- Opening Delimiter -

//! Blob store contract.
//!
//! The remote backend is addressed purely through this trait. Backend
//! responses are decoded into the domain shapes at the adapter boundary;
//! the engine never inspects backend-specific variants.

use async_trait::async_trait;

use crate::error::SyncResult;
use crate::types::{ContainerId, LocalFile, RemoteFile, RemoteId};

mod dir;

pub use dir::DirStore;

/// Byte stream handed between the store and the local filesystem.
pub type ByteStream = Box<dyn tokio::io::AsyncRead + Send + Unpin>;

/// Operations the engine needs from the remote blob collection.
///
/// Implementations must surface caller cancellation as
/// [`SyncError::Cancelled`](crate::error::SyncError::Cancelled), distinct
/// from other failures.
#[async_trait]
pub trait BlobStore: Send + Sync {
	/// List every blob record in the container, newest first. Messages
	/// without a valid caption record are not ours and are skipped.
	async fn list_files(&self, container: ContainerId) -> SyncResult<Vec<RemoteFile>>;

	/// Store a new blob for `file`. Always appends: an existing record for
	/// the same path is left in place and becomes a stale copy, cleaned up
	/// by the executor once the replacement is confirmed stored.
	async fn upload(&self, container: ContainerId, file: &LocalFile) -> SyncResult<()>;

	/// Delete a blob by its opaque handle.
	async fn delete(&self, container: ContainerId, id: RemoteId) -> SyncResult<()>;

	/// Open a blob for reading.
	async fn download(
		&self,
		container: ContainerId,
		id: RemoteId,
		name: &str,
		size: u64,
	) -> SyncResult<ByteStream>;
}

// vim: ts=4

- Closing Delimiter -

- _ASSIGNED TASK_:
Using the records above, set down exactly the lines from the one with "inspects backend-specific variants." through the one with "caller cancellation as", inclusive, and nothing more.

- _EXERCISE RESULT_:
//! the engine never inspects backend-specific variants.

use async_trait::async_trait;

use crate::error::SyncResult;
use crate::types::{ContainerId, LocalFile, RemoteFile, RemoteId};

mod dir;

pub use dir::DirStore;

/// Byte stream handed between the store and the local filesystem.
pub type ByteStream = Box<dyn tokio::io::AsyncRead + Send + Unpin>;

/// Operations the engine needs from the remote blob collection.
///
/// Implementations must surface caller cancellation as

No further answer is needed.